* **Brief**: Please state how many lines of the records below contain the word "tests". Give the number and nothing else.

* **Records**:
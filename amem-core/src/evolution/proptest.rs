//! Property-based tests for the link graph.
//!
//! Random sequences of adds, updates and deletes run against an offline
//! memory system, then the graph is checked for:
//!
//! - symmetric links with no self-links
//! - no links to deleted notes
//! - at most `k` new links per pass
//! - re-evolution changing nothing
//! Scripted collaborators for unit tests.

use std::collections::{BTreeMap, HashMap, HashSet};
use std::sync::atomic::{AtomicBool, AtomicUsize, Ordering};
use std::sync::Mutex;
use std::time::Duration;

use async_trait::async_trait;

use crate::error::{Error, Result};
use crate::index::{EmbeddingIndex, ScoredId};
use crate::memory::{InMemoryNoteStore, MemoryNote, NoteId, NoteStore};
use crate::synth::{AttributeSynthesizer, RelevanceJudgment, SynthesizedAttributes};

/// Panic unless every link is symmetric, non-reflexive and resolvable.
pub(crate) fn assert_links_symmetric(store: &dyn NoteStore) {
    let notes: BTreeMap<NoteId, MemoryNote> = store
        .list()
        .unwrap()
        .into_iter()
        .map(|n| (n.id, n))
        .collect();
    for note in notes.values() {
        assert!(!note.has_link(note.id), "note {} links to itself", note.id);
        for link in &note.links {
            let other = notes
                .get(link)
                .unwrap_or_else(|| panic!("note {} links to missing note {}", note.id, link));
            assert!(
                other.has_link(note.id),
                "link {} -> {} has no reverse",
                note.id,
                link
            );
        }
    }
}

/// Embedding index with hand-assigned similarities.
///
/// A query whose text equals a stored note's content scores every other
/// note by its scripted pair score (default 0) and the note itself 1.0.
/// Other queries use [`ScriptedIndex::set_query`] results verbatim.
/// Scores are returned unclamped, as a misbehaving index would.
#[derive(Default)]
pub(crate) struct ScriptedIndex {
    texts: Mutex<BTreeMap<NoteId, String>>,
    pairs: Mutex<HashMap<(NoteId, NoteId), f32>>,
    queries: Mutex<HashMap<String, Vec<ScoredId>>>,
    removed: Mutex<Vec<NoteId>>,
    fail_queries: AtomicBool,
    fail_upserts: AtomicBool,
    fail_removes: AtomicBool,
}

impl ScriptedIndex {
    pub(crate) fn new() -> Self {
        Self::default()
    }

    pub(crate) fn set_score(&self, a: NoteId, b: NoteId, score: f32) {
        let mut pairs = self.pairs.lock().unwrap();
        pairs.insert((a, b), score);
        pairs.insert((b, a), score);
    }

    pub(crate) fn set_query(&self, text: &str, hits: &[(NoteId, f32)]) {
        self.queries.lock().unwrap().insert(
            text.to_string(),
            hits.iter().map(|&(id, score)| ScoredId { id, score }).collect(),
        );
    }

    pub(crate) fn fail_queries(&self, fail: bool) {
        self.fail_queries.store(fail, Ordering::SeqCst);
    }

    pub(crate) fn fail_upserts(&self, fail: bool) {
        self.fail_upserts.store(fail, Ordering::SeqCst);
    }

    pub(crate) fn fail_removes(&self, fail: bool) {
        self.fail_removes.store(fail, Ordering::SeqCst);
    }

    pub(crate) fn removed(&self) -> Vec<NoteId> {
        self.removed.lock().unwrap().clone()
    }

    pub(crate) fn contains(&self, id: NoteId) -> bool {
        self.texts.lock().unwrap().contains_key(&id)
    }
}

#[async_trait]
impl EmbeddingIndex for ScriptedIndex {
    async fn query(&self, text: &str, k: usize) -> Result<Vec<ScoredId>> {
        if self.fail_queries.load(Ordering::SeqCst) {
            return Err(Error::collaborator("index", "scripted query failure"));
        }
        if let Some(hits) = self.queries.lock().unwrap().get(text) {
            return Ok(hits.iter().take(k).copied().collect());
        }

        let texts = self.texts.lock().unwrap();
        let pairs = self.pairs.lock().unwrap();
        let subject = texts
            .iter()
            .find(|(_, stored)| stored.as_str() == text)
            .map(|(id, _)| *id);

        let mut hits: Vec<ScoredId> = texts
            .keys()
            .map(|&id| {
                let score = match subject {
                    Some(s) if s == id => 1.0,
                    Some(s) => pairs.get(&(s, id)).copied().unwrap_or(0.0),
                    None => 0.0,
                };
                ScoredId { id, score }
            })
            .collect();
        hits.sort_by(ScoredId::rank_order);
        hits.truncate(k);
        Ok(hits)
    }

    async fn upsert(&self, id: NoteId, text: &str) -> Result<()> {
        if self.fail_upserts.load(Ordering::SeqCst) {
            return Err(Error::collaborator("index", "scripted upsert failure"));
        }
        self.texts.lock().unwrap().insert(id, text.to_string());
        Ok(())
    }

    async fn remove(&self, id: NoteId) -> Result<()> {
        if self.fail_removes.load(Ordering::SeqCst) {
            return Err(Error::collaborator("index", "scripted remove failure"));
        }
        self.texts.lock().unwrap().remove(&id);
        self.removed.lock().unwrap().push(id);
        Ok(())
    }
}

/// Synthesizer with scripted judgments, failures and delays.
#[derive(Default)]
pub(crate) struct ScriptedSynthesizer {
    judgments: Mutex<HashMap<(NoteId, NoteId), RelevanceJudgment>>,
    link_all: AtomicBool,
    failing: Mutex<HashSet<NoteId>>,
    delays: Mutex<HashMap<NoteId, Duration>>,
    attributes: Mutex<Option<SynthesizedAttributes>>,
    fail_synthesize: AtomicBool,
    calls: AtomicUsize,
    in_flight: AtomicUsize,
    peak: AtomicUsize,
}

impl ScriptedSynthesizer {
    pub(crate) fn new() -> Self {
        Self::default()
    }

    /// Judge `a` and `b` related in both directions.
    pub(crate) fn link(&self, a: NoteId, b: NoteId) {
        let mut judgments = self.judgments.lock().unwrap();
        judgments.insert((a, b), RelevanceJudgment::link());
        judgments.insert((b, a), RelevanceJudgment::link());
    }

    /// Script the judgment for `subject` against `candidate` only.
    pub(crate) fn link_with(&self, subject: NoteId, candidate: NoteId, judgment: RelevanceJudgment) {
        self.judgments
            .lock()
            .unwrap()
            .insert((subject, candidate), judgment);
    }

    /// Judge every unscripted pair related.
    pub(crate) fn link_all(&self) {
        self.link_all.store(true, Ordering::SeqCst);
    }

    pub(crate) fn fail_for(&self, candidate: NoteId) {
        self.failing.lock().unwrap().insert(candidate);
    }

    pub(crate) fn delay_for(&self, candidate: NoteId, delay: Duration) {
        self.delays.lock().unwrap().insert(candidate, delay);
    }

    pub(crate) fn set_attributes(&self, attributes: SynthesizedAttributes) {
        *self.attributes.lock().unwrap() = Some(attributes);
    }

    pub(crate) fn fail_synthesize(&self, fail: bool) {
        self.fail_synthesize.store(fail, Ordering::SeqCst);
    }

    pub(crate) fn judge_calls(&self) -> usize {
        self.calls.load(Ordering::SeqCst)
    }

    pub(crate) fn peak_in_flight(&self) -> usize {
        self.peak.load(Ordering::SeqCst)
    }
}

#[async_trait]
impl AttributeSynthesizer for ScriptedSynthesizer {
    async fn synthesize(&self, content: &str) -> Result<SynthesizedAttributes> {
        if self.fail_synthesize.load(Ordering::SeqCst) {
            return Err(Error::collaborator("synthesizer", "scripted synthesis failure"));
        }
        let scripted = self.attributes.lock().unwrap().clone();
        Ok(scripted.unwrap_or_else(|| SynthesizedAttributes {
            context: format!("About: {}", content),
            keywords: vec!["synthesized".to_string()],
            tags: vec!["auto".to_string()],
        }))
    }

    async fn judge(
        &self,
        subject: &MemoryNote,
        candidate: &MemoryNote,
    ) -> Result<RelevanceJudgment> {
        self.calls.fetch_add(1, Ordering::SeqCst);
        let now = self.in_flight.fetch_add(1, Ordering::SeqCst) + 1;
        self.peak.fetch_max(now, Ordering::SeqCst);

        let delay = self.delays.lock().unwrap().get(&candidate.id).copied();
        if let Some(delay) = delay {
            tokio::time::sleep(delay).await;
        }
        self.in_flight.fetch_sub(1, Ordering::SeqCst);

        if self.failing.lock().unwrap().contains(&candidate.id) {
            return Err(Error::collaborator("synthesizer", "scripted judgment failure"));
        }
        let scripted = self
            .judgments
            .lock()
            .unwrap()
            .get(&(subject.id, candidate.id))
            .cloned();
        Ok(match scripted {
            Some(judgment) => judgment,
            None if self.link_all.load(Ordering::SeqCst) => RelevanceJudgment::link(),
            None => RelevanceJudgment::no_link(),
        })
    }
}

/// In-memory store whose writes can be made to fail per note.
#[derive(Default)]
pub(crate) struct FlakyStore {
    inner: InMemoryNoteStore,
    failing: Mutex<HashSet<NoteId>>,
}

impl FlakyStore {
    pub(crate) fn new() -> Self {
        Self::default()
    }

    pub(crate) fn fail_writes_for(&self, id: NoteId) {
        self.failing.lock().unwrap().insert(id);
    }

    fn check(&self, id: NoteId) -> Result<()> {
        if self.failing.lock().unwrap().contains(&id) {
            return Err(Error::Storage(format!("scripted write failure for note {}", id)));
        }
        Ok(())
    }
}

impl NoteStore for FlakyStore {
    fn create(&self, note: &MemoryNote) -> Result<NoteId> {
        self.inner.create(note)
    }

    fn get(&self, id: NoteId) -> Result<MemoryNote> {
        self.inner.get(id)
    }

    fn put(&self, note: &MemoryNote) -> Result<()> {
        self.check(note.id)?;
        self.inner.put(note)
    }

    fn put_many(&self, notes: &[MemoryNote]) -> Result<()> {
        for note in notes {
            self.check(note.id)?;
        }
        self.inner.put_many(notes)
    }

    fn delete(&self, id: NoteId) -> Result<bool> {
        self.inner.delete(id)
    }

    fn list(&self) -> Result<Vec<MemoryNote>> {
        self.inner.list()
    }
}
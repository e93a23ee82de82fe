//! LLM client trait and the OpenAI-compatible implementation.

use async_trait::async_trait;
use reqwest::Client;
use serde::de::DeserializeOwned;
use serde::{Deserialize, Serialize};
use std::time::Duration;
use tracing::debug;

use crate::error::{Error, Result};

use super::types::{
    ChatMessage, CompletionRequest, CompletionResponse, EmbeddingRequest, EmbeddingResponse,
    FinishReason, Provider, ResponseFormat, TokenUsage,
};

const COLLABORATOR: &str = "llm";

/// LLM client trait for making completions and embeddings.
#[async_trait]
pub trait LLMClient: Send + Sync {
    /// Complete a prompt.
    async fn complete(&self, request: CompletionRequest) -> Result<CompletionResponse>;

    /// Create embeddings for texts.
    async fn embed(&self, request: EmbeddingRequest) -> Result<EmbeddingResponse>;

    /// Get the provider for this client.
    fn provider(&self) -> Provider;
}

/// Configuration for LLM clients.
#[derive(Debug, Clone, Serialize, Deserialize)]
pub struct ClientConfig {
    pub api_key: String,
    /// Base URL override, e.g. a self-hosted or regional endpoint
    pub base_url: Option<String>,
    /// Chat model used when a request does not name one
    pub default_model: Option<String>,
    /// Embedding model used when a request does not name one
    pub embedding_model: Option<String>,
    /// Request timeout in seconds
    pub timeout_secs: u64,
}

impl ClientConfig {
    pub fn new(api_key: impl Into<String>) -> Self {
        Self {
            api_key: api_key.into(),
            base_url: None,
            default_model: None,
            embedding_model: None,
            timeout_secs: 120,
        }
    }

    /// Build from `OPENAI_API_KEY` and optional `OPENAI_BASE_URL`.
    pub fn from_env() -> Result<Self> {
        let api_key = std::env::var("OPENAI_API_KEY")
            .map_err(|_| Error::Config("OPENAI_API_KEY is not set".to_string()))?;
        let mut config = Self::new(api_key);
        config.base_url = std::env::var("OPENAI_BASE_URL").ok();
        Ok(config)
    }

    pub fn with_base_url(mut self, url: impl Into<String>) -> Self {
        self.base_url = Some(url.into());
        self
    }

    pub fn with_default_model(mut self, model: impl Into<String>) -> Self {
        self.default_model = Some(model.into());
        self
    }

    pub fn with_embedding_model(mut self, model: impl Into<String>) -> Self {
        self.embedding_model = Some(model.into());
        self
    }

    pub fn with_timeout(mut self, secs: u64) -> Self {
        self.timeout_secs = secs;
        self
    }
}

/// Client for OpenAI and any server exposing the same protocol.
pub struct OpenAIClient {
    config: ClientConfig,
    http: Client,
}

impl OpenAIClient {
    const DEFAULT_BASE_URL: &'static str = "https://api.openai.com/v1";
    const DEFAULT_MODEL: &'static str = "gpt-4o-mini";
    const DEFAULT_EMBEDDING_MODEL: &'static str = "text-embedding-3-small";

    pub fn new(config: ClientConfig) -> Result<Self> {
        let http = Client::builder()
            .timeout(Duration::from_secs(config.timeout_secs))
            .build()
            .map_err(|e| Error::Config(format!("Failed to build HTTP client: {}", e)))?;

        Ok(Self { config, http })
    }

    fn base_url(&self) -> &str {
        self.config
            .base_url
            .as_deref()
            .unwrap_or(Self::DEFAULT_BASE_URL)
            .trim_end_matches('/')
    }

    async fn post_json<B, R>(&self, path: &str, body: &B) -> Result<R>
    where
        B: Serialize + ?Sized,
        R: DeserializeOwned,
    {
        let url = format!("{}/{}", self.base_url(), path);
        debug!(url = %url, "LLM request");

        let response = self
            .http
            .post(&url)
            .bearer_auth(&self.config.api_key)
            .json(body)
            .send()
            .await
            .map_err(|e| {
                if e.is_timeout() {
                    Error::collaborator_timeout(COLLABORATOR, self.config.timeout_secs * 1000)
                } else {
                    Error::collaborator(COLLABORATOR, format!("HTTP request failed: {}", e))
                }
            })?;

        let status = response.status();
        let text = response.text().await.map_err(|e| {
            Error::collaborator(COLLABORATOR, format!("Failed to read response: {}", e))
        })?;

        if !status.is_success() {
            let message = serde_json::from_str::<ApiError>(&text)
                .map(|e| e.error.message)
                .unwrap_or(text);
            return Err(Error::collaborator(
                COLLABORATOR,
                format!("API error ({}): {}", status, message),
            ));
        }

        serde_json::from_str(&text).map_err(|e| {
            Error::collaborator(COLLABORATOR, format!("Failed to parse response: {}", e))
        })
    }
}

#[derive(Debug, Serialize)]
struct ChatRequest {
    model: String,
    messages: Vec<ChatMessage>,
    #[serde(skip_serializing_if = "Option::is_none")]
    max_tokens: Option<u32>,
    #[serde(skip_serializing_if = "Option::is_none")]
    temperature: Option<f64>,
    #[serde(skip_serializing_if = "Option::is_none")]
    response_format: Option<WireFormat>,
}

#[derive(Debug, Serialize)]
struct WireFormat {
    #[serde(rename = "type")]
    kind: ResponseFormat,
}

#[derive(Debug, Deserialize)]
struct ChatResponse {
    #[serde(default)]
    id: String,
    model: String,
    choices: Vec<ChatChoice>,
    #[serde(default)]
    usage: TokenUsage,
}

#[derive(Debug, Deserialize)]
struct ChatChoice {
    message: ReplyMessage,
    finish_reason: Option<String>,
}

#[derive(Debug, Deserialize)]
struct ReplyMessage {
    #[serde(default)]
    content: Option<String>,
}

#[derive(Debug, Serialize)]
struct EmbeddingsRequest {
    model: String,
    input: Vec<String>,
}

#[derive(Debug, Deserialize)]
struct EmbeddingsResponse {
    model: String,
    data: Vec<EmbeddingData>,
    #[serde(default)]
    usage: TokenUsage,
}

#[derive(Debug, Deserialize)]
struct EmbeddingData {
    #[serde(default)]
    index: usize,
    embedding: Vec<f32>,
}

#[derive(Debug, Deserialize)]
struct ApiError {
    error: ApiErrorDetail,
}

#[derive(Debug, Deserialize)]
struct ApiErrorDetail {
    message: String,
}

impl ChatRequest {
    fn from_request(request: CompletionRequest, model: String) -> Self {
        let response_format = match request.response_format {
            ResponseFormat::Text => None,
            kind => Some(WireFormat { kind }),
        };
        Self {
            model,
            messages: request.transcript(),
            max_tokens: request.max_tokens,
            temperature: request.temperature,
            response_format,
        }
    }
}

#[async_trait]
impl LLMClient for OpenAIClient {
    async fn complete(&self, request: CompletionRequest) -> Result<CompletionResponse> {
        let model = request
            .model
            .clone()
            .or_else(|| self.config.default_model.clone())
            .unwrap_or_else(|| Self::DEFAULT_MODEL.to_string());

        let body = ChatRequest::from_request(request, model);
        let response: ChatResponse = self.post_json("chat/completions", &body).await?;
        let choice = response
            .choices
            .into_iter()
            .next()
            .ok_or_else(|| Error::collaborator(COLLABORATOR, "No choices in response"))?;

        Ok(CompletionResponse {
            id: response.id,
            model: response.model,
            content: choice.message.content.unwrap_or_default(),
            finish_reason: choice.finish_reason.as_deref().map(FinishReason::parse),
            usage: response.usage,
        })
    }

    async fn embed(&self, request: EmbeddingRequest) -> Result<EmbeddingResponse> {
        let expected = request.texts.len();
        let body = EmbeddingsRequest {
            model: request
                .model
                .or_else(|| self.config.embedding_model.clone())
                .unwrap_or_else(|| Self::DEFAULT_EMBEDDING_MODEL.to_string()),
            input: request.texts,
        };

        let response: EmbeddingsResponse = self.post_json("embeddings", &body).await?;
        if response.data.len() != expected {
            return Err(Error::collaborator(
                COLLABORATOR,
                format!(
                    "expected {} embeddings, got {}",
                    expected,
                    response.data.len()
                ),
            ));
        }

        let mut data = response.data;
        data.sort_by_key(|d| d.index);

        Ok(EmbeddingResponse {
            model: response.model,
            embeddings: data.into_iter().map(|d| d.embedding).collect(),
            usage: response.usage,
        })
    }

    fn provider(&self) -> Provider {
        if self.config.base_url.is_some() {
            Provider::OpenAICompatible
        } else {
            Provider::OpenAI
        }
    }
}
//! Note table layout and versioned migrations.

use rusqlite::{Connection, Result as SqliteResult};

/// Version the database reaches after [`initialize_schema`].
pub const SCHEMA_VERSION: i32 = 1;

/// Ordered migrations; entry `i` brings the database to version `i + 1`.
///
/// Set-valued fields and history are JSON text columns. `AUTOINCREMENT`
/// keeps SQLite from handing out the id of a deleted note again.
const MIGRATIONS: &[&str] = &["
    CREATE TABLE IF NOT EXISTS notes (
        id INTEGER PRIMARY KEY AUTOINCREMENT,
        content TEXT NOT NULL,
        timestamp TEXT NOT NULL,
        keywords TEXT NOT NULL DEFAULT '[]',
        tags TEXT NOT NULL DEFAULT '[]',
        context TEXT NOT NULL DEFAULT '',
        category TEXT NOT NULL,
        links TEXT NOT NULL DEFAULT '[]',
        evolution_history TEXT NOT NULL DEFAULT '[]',
        provenance TEXT NOT NULL,
        created_at TEXT NOT NULL,
        updated_at TEXT NOT NULL
    );
    CREATE INDEX IF NOT EXISTS idx_notes_category ON notes(category);
    CREATE INDEX IF NOT EXISTS idx_notes_timestamp ON notes(timestamp);
"];

/// Bring the database up to [`SCHEMA_VERSION`], applying each missing
/// migration in its own transaction.
pub fn initialize_schema(conn: &Connection) -> SqliteResult<()> {
    conn.pragma_update(None, "journal_mode", "WAL")?;
    conn.execute_batch(
        "CREATE TABLE IF NOT EXISTS schema_version (
            version INTEGER PRIMARY KEY,
            applied_at TEXT NOT NULL DEFAULT (datetime('now'))
        );",
    )?;

    let applied = get_schema_version(conn)?;
    for (step, sql) in MIGRATIONS.iter().enumerate() {
        let version = step as i32 + 1;
        if version <= applied {
            continue;
        }
        conn.execute_batch(&format!(
            "BEGIN;\n{}\nINSERT INTO schema_version (version) VALUES ({});\nCOMMIT;",
            sql, version
        ))?;
    }
    Ok(())
}

/// Highest applied migration, or 0 for a fresh database.
pub fn get_schema_version(conn: &Connection) -> SqliteResult<i32> {
    conn.query_row(
        "SELECT COALESCE(MAX(version), 0) FROM schema_version",
        [],
        |row| row.get(0),
    )
}

/// Whether the notes table exists.
pub fn is_initialized(conn: &Connection) -> bool {
    conn.query_row(
        "SELECT EXISTS (SELECT 1 FROM sqlite_master WHERE type = 'table' AND name = 'notes')",
        [],
        |row| row.get::<_, bool>(0),
    )
    .unwrap_or(false)
}

#[cfg(test)]
mod tests {
    use super::*;

    #[test]
    fn test_fresh_database_reaches_current_version() {
        let conn = Connection::open_in_memory().unwrap();
        assert!(!is_initialized(&conn));

        initialize_schema(&conn).unwrap();
        assert!(is_initialized(&conn));
        assert_eq!(get_schema_version(&conn).unwrap(), SCHEMA_VERSION);
    }

    #[test]
    fn test_rerun_applies_nothing() {
        let conn = Connection::open_in_memory().unwrap();
        initialize_schema(&conn).unwrap();
        initialize_schema(&conn).unwrap();

        let rows: i32 = conn
            .query_row("SELECT COUNT(*) FROM schema_version", [], |row| row.get(0))
            .unwrap();
        assert_eq!(rows, MIGRATIONS.len() as i32);
    }

    #[test]
    fn test_notes_ids_autoincrement() {
        let conn = Connection::open_in_memory().unwrap();
        initialize_schema(&conn).unwrap();

        let sql: String = conn
            .query_row(
                "SELECT sql FROM sqlite_master WHERE type = 'table' AND name = 'notes'",
                [],
                |row| row.get(0),
            )
            .unwrap();
        assert!(sql.contains("AUTOINCREMENT"));
    }
}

* **Solution**: 3